Work item
Identify each line below containing the string "types" and copy it.

(Stored data entries)
========

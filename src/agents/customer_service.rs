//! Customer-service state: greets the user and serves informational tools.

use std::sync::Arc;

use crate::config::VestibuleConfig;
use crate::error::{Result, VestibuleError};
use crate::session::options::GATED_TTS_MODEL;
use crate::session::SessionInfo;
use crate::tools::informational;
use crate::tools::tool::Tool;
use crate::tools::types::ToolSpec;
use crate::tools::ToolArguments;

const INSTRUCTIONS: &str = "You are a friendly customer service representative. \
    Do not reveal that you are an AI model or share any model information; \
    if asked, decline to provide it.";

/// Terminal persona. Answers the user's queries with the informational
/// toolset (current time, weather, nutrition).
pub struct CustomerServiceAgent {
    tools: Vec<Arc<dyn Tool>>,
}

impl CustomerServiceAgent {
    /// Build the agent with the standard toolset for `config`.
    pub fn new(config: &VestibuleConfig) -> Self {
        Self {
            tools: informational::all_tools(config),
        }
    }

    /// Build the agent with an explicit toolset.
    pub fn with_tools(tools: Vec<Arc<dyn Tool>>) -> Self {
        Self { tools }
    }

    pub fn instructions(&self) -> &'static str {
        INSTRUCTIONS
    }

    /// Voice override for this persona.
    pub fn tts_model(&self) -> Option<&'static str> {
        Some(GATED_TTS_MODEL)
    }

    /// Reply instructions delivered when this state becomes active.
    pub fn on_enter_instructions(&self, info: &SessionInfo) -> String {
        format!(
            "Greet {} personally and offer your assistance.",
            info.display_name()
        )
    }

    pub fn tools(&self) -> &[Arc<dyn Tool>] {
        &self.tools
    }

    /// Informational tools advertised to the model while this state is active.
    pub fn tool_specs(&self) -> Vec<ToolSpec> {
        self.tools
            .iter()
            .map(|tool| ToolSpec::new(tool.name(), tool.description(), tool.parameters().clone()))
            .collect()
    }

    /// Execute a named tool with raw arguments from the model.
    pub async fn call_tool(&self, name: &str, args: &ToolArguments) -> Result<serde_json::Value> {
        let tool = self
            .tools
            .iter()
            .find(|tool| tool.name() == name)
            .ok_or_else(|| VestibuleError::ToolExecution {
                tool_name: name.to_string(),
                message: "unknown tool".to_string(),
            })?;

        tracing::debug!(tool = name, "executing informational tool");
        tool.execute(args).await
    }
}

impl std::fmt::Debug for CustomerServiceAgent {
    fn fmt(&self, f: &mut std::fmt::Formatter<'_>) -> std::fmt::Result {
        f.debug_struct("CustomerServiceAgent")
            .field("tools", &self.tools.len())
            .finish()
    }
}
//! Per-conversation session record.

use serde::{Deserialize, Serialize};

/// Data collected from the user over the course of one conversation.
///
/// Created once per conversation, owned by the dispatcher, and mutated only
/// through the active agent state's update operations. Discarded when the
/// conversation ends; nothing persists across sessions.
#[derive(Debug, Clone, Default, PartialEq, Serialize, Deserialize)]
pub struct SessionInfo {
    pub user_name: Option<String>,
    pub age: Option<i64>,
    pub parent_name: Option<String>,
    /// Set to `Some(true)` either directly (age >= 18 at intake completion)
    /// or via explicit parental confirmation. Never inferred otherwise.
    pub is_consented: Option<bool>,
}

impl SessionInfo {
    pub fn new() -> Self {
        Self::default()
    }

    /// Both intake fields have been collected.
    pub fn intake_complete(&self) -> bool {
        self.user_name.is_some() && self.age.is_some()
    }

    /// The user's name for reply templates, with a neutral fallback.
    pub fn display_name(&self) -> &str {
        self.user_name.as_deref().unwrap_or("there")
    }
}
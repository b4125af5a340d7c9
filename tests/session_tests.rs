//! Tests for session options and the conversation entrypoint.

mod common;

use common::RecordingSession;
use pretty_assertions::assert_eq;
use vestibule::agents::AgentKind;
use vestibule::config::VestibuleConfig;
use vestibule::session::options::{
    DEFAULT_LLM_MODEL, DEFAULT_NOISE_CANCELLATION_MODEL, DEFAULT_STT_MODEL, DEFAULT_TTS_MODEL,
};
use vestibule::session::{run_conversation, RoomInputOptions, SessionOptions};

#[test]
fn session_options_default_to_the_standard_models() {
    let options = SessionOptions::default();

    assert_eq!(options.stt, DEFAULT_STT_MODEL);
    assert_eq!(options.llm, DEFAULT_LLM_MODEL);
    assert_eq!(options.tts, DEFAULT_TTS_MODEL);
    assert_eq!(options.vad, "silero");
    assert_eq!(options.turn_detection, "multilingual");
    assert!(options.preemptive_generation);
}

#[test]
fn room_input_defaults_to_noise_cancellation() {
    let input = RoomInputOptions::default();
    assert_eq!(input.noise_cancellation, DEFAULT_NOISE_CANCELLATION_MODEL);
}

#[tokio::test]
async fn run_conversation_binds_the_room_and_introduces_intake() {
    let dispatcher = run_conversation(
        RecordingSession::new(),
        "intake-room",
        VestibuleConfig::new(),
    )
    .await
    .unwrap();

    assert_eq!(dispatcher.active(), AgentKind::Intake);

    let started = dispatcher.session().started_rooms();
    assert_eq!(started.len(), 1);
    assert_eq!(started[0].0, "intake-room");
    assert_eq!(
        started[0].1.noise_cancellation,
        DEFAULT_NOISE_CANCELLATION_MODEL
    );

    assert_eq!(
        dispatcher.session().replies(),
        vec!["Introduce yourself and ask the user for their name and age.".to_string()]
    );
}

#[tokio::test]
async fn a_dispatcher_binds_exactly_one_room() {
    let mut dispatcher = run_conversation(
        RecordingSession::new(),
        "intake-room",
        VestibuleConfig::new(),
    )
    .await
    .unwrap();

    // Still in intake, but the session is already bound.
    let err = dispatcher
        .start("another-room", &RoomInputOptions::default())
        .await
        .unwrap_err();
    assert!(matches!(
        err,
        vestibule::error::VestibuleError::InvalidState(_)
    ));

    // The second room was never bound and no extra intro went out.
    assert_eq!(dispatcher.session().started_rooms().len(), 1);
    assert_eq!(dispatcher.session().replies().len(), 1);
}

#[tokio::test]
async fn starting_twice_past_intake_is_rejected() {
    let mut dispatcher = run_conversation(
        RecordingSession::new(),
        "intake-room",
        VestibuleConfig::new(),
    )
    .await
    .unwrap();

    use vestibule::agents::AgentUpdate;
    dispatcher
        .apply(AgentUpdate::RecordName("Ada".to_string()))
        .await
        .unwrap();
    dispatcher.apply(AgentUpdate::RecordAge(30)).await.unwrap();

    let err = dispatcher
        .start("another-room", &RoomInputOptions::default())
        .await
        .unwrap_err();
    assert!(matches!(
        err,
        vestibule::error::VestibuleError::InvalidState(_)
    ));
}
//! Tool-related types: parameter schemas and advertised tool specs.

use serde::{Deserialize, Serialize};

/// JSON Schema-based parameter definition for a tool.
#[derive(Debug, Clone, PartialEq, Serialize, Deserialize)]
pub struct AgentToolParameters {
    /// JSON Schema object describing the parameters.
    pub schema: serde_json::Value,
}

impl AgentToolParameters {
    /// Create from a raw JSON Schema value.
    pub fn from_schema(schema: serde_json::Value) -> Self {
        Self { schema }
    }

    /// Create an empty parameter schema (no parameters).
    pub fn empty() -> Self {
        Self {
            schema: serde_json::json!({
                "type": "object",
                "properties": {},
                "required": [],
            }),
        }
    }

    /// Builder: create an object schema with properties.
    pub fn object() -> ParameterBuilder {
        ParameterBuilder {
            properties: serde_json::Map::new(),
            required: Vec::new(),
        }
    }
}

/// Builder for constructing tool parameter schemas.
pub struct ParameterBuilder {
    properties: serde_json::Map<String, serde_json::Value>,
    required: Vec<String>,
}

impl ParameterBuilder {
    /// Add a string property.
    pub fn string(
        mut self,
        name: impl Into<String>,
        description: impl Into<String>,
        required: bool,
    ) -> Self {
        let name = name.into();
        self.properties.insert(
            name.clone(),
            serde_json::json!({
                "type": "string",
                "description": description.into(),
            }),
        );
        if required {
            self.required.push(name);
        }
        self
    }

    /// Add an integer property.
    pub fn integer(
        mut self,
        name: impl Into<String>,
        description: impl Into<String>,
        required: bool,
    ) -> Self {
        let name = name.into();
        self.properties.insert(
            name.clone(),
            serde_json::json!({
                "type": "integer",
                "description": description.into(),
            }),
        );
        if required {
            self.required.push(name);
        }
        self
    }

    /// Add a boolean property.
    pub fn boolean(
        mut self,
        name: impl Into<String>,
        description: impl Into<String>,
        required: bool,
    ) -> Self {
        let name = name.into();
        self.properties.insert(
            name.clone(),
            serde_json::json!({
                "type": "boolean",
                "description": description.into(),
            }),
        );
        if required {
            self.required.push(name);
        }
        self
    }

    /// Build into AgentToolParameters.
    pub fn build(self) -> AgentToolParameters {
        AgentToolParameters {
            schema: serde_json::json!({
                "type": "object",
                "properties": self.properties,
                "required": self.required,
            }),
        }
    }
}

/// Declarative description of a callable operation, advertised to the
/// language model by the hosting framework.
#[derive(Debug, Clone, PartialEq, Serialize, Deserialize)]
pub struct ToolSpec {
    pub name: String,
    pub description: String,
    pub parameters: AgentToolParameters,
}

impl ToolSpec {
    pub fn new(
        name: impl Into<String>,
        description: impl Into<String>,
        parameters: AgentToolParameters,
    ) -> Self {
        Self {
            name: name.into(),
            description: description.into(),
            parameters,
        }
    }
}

========

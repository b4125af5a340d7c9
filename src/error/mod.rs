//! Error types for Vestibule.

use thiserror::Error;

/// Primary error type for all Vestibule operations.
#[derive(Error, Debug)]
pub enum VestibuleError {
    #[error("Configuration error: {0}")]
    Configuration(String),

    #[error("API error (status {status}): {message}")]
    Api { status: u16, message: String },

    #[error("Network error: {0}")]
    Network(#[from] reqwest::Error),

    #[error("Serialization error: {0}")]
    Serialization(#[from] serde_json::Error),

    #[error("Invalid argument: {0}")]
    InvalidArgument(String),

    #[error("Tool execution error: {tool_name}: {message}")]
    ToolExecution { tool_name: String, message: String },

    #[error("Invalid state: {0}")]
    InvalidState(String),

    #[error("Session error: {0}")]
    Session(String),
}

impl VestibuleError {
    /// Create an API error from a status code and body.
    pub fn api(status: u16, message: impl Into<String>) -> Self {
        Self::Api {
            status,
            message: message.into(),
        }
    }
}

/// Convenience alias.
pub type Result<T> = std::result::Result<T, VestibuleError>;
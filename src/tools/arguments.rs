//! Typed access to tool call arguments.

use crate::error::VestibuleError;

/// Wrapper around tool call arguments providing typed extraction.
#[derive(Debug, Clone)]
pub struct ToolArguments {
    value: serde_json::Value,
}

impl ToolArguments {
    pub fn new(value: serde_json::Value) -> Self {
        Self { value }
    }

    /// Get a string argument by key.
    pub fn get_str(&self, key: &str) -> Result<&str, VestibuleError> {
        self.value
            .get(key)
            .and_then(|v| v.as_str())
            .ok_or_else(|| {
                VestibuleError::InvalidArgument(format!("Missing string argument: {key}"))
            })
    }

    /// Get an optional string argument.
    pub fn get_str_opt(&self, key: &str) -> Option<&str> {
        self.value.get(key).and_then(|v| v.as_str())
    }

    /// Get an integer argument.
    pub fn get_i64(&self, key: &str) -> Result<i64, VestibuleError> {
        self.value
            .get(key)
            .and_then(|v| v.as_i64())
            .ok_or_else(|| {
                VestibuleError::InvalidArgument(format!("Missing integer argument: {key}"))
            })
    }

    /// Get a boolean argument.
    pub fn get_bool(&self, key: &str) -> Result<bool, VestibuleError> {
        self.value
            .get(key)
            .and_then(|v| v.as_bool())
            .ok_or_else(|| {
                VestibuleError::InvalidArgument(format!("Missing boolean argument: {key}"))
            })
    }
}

========

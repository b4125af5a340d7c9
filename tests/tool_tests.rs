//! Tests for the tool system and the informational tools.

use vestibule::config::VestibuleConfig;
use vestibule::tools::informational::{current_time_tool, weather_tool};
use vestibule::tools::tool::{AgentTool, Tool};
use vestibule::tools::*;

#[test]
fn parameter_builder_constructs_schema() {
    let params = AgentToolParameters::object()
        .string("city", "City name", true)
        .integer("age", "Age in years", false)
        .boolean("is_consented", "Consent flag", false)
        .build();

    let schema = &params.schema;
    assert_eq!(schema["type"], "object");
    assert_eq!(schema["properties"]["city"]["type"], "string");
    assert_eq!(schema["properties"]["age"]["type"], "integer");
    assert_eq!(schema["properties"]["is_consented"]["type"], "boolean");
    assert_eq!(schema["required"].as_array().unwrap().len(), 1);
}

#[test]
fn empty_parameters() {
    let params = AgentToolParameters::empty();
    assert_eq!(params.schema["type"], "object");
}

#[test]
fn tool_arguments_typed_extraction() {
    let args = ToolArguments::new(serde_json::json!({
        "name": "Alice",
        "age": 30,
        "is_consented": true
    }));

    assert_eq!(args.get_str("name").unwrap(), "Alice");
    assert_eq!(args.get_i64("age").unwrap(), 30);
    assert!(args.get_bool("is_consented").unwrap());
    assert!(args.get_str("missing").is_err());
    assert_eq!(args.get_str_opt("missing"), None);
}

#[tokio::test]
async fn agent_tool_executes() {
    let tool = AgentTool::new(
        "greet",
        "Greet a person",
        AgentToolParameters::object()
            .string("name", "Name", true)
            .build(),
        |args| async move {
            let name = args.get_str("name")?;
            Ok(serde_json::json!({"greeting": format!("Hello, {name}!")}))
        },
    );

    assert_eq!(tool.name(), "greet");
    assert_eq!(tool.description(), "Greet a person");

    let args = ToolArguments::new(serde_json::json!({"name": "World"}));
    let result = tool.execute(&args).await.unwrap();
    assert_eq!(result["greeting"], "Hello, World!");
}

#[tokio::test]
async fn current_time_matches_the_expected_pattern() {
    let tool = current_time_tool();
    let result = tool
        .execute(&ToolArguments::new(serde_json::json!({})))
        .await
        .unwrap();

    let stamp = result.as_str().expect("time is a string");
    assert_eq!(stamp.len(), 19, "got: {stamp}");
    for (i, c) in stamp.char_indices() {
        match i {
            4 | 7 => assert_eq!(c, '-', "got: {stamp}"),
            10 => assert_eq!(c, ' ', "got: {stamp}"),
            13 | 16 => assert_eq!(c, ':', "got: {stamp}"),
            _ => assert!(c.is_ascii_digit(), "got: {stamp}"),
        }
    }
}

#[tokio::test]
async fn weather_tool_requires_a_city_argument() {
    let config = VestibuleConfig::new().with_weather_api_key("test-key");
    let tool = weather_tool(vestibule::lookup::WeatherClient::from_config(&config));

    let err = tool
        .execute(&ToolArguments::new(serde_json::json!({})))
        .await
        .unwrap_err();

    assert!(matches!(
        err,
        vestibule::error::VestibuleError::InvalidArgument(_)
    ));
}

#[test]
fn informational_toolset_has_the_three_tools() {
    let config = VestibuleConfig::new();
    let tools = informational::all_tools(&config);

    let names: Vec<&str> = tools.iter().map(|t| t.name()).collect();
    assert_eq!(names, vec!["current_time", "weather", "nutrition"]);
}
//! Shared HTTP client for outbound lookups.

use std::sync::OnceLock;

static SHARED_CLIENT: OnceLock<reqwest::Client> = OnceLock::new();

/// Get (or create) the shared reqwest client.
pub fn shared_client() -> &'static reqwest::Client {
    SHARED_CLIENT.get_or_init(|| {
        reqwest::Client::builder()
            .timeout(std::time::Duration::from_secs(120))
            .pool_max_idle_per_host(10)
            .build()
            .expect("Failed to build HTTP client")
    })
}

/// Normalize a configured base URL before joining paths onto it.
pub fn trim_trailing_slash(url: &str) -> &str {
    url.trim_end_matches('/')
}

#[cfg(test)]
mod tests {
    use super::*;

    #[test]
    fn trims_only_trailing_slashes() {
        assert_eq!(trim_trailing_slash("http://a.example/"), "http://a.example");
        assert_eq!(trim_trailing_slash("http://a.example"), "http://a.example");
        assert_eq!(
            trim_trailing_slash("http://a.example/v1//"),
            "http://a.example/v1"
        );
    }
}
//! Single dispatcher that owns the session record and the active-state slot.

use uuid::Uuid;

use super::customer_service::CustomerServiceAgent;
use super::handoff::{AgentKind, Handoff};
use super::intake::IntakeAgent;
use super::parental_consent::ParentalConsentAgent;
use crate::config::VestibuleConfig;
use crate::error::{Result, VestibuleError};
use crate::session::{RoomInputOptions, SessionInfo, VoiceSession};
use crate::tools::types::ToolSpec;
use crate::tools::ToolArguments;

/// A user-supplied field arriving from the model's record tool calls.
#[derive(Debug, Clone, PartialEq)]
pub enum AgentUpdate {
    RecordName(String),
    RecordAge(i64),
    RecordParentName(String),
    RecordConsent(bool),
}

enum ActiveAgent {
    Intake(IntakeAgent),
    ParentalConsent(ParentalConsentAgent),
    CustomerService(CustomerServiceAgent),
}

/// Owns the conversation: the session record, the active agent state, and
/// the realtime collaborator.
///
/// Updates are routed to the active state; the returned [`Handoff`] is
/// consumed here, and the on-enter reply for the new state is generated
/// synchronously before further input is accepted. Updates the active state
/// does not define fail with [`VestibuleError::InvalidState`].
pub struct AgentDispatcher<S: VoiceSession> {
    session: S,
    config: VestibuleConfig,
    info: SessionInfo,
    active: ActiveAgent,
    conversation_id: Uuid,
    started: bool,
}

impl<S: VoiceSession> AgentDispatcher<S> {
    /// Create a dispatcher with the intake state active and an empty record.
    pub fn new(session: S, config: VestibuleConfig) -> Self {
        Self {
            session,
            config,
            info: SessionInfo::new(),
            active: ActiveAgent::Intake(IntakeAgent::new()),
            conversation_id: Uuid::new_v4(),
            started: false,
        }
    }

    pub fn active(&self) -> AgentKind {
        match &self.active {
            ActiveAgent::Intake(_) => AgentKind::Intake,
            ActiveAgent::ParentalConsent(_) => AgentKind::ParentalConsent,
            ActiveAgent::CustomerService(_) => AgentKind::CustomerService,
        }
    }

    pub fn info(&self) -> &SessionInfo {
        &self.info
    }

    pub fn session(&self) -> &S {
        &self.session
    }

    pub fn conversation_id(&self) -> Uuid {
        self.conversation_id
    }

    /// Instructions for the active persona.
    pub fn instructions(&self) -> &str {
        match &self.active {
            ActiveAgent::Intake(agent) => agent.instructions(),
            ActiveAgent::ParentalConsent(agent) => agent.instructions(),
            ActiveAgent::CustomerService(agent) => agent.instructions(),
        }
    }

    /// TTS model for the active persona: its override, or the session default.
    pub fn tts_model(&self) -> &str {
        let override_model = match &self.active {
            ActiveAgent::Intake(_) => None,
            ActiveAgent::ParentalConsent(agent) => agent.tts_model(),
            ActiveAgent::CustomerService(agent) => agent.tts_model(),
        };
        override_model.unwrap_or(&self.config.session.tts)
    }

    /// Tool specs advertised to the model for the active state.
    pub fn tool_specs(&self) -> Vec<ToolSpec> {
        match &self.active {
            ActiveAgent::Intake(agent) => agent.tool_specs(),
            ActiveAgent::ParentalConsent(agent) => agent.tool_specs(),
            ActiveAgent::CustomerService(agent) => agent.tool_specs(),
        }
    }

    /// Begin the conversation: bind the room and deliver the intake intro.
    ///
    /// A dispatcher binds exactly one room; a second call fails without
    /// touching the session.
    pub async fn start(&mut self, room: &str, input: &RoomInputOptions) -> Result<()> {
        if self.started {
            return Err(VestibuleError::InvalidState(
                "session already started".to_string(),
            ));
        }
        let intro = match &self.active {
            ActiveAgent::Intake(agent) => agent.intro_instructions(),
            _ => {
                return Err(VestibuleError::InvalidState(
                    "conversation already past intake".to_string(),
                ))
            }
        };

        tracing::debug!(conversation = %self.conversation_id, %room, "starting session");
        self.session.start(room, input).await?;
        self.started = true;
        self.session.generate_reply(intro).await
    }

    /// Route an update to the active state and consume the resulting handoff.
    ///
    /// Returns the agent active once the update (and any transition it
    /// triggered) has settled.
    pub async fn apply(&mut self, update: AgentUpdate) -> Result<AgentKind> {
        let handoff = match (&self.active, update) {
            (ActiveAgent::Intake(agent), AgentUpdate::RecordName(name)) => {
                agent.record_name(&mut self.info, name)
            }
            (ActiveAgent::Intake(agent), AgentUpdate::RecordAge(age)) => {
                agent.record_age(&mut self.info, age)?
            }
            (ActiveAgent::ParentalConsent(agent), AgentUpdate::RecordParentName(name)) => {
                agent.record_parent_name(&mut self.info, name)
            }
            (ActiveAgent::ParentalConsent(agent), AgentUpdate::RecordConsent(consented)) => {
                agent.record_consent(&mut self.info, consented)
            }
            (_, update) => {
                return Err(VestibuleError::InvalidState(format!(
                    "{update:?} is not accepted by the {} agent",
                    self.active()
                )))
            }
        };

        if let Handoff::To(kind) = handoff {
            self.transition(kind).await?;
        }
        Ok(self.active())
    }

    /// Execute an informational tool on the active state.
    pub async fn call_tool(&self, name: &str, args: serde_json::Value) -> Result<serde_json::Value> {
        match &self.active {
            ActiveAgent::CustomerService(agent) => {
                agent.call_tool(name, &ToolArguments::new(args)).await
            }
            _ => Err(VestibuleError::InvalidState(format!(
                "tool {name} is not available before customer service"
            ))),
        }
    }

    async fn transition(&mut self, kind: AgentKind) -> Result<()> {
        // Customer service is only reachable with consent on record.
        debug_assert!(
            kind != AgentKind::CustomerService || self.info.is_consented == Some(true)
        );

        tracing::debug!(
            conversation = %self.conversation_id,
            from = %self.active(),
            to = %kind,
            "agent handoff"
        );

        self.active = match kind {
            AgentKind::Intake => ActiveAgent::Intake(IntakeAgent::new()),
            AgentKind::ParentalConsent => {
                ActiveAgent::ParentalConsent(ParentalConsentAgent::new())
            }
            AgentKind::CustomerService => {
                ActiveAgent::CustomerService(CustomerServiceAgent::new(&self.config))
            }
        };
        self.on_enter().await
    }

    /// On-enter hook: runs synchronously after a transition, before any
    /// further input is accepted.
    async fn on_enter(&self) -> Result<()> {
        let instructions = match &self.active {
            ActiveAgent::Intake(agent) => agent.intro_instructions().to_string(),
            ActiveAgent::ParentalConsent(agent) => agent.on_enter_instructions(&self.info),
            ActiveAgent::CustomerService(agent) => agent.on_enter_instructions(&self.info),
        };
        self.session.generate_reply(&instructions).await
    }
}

========

Output for this task
use crate::tools::types::ToolSpec;
//! Tool-related types: parameter schemas and advertised tool specs.
//! Error types for Vestibule.
use crate::tools::types::ToolSpec;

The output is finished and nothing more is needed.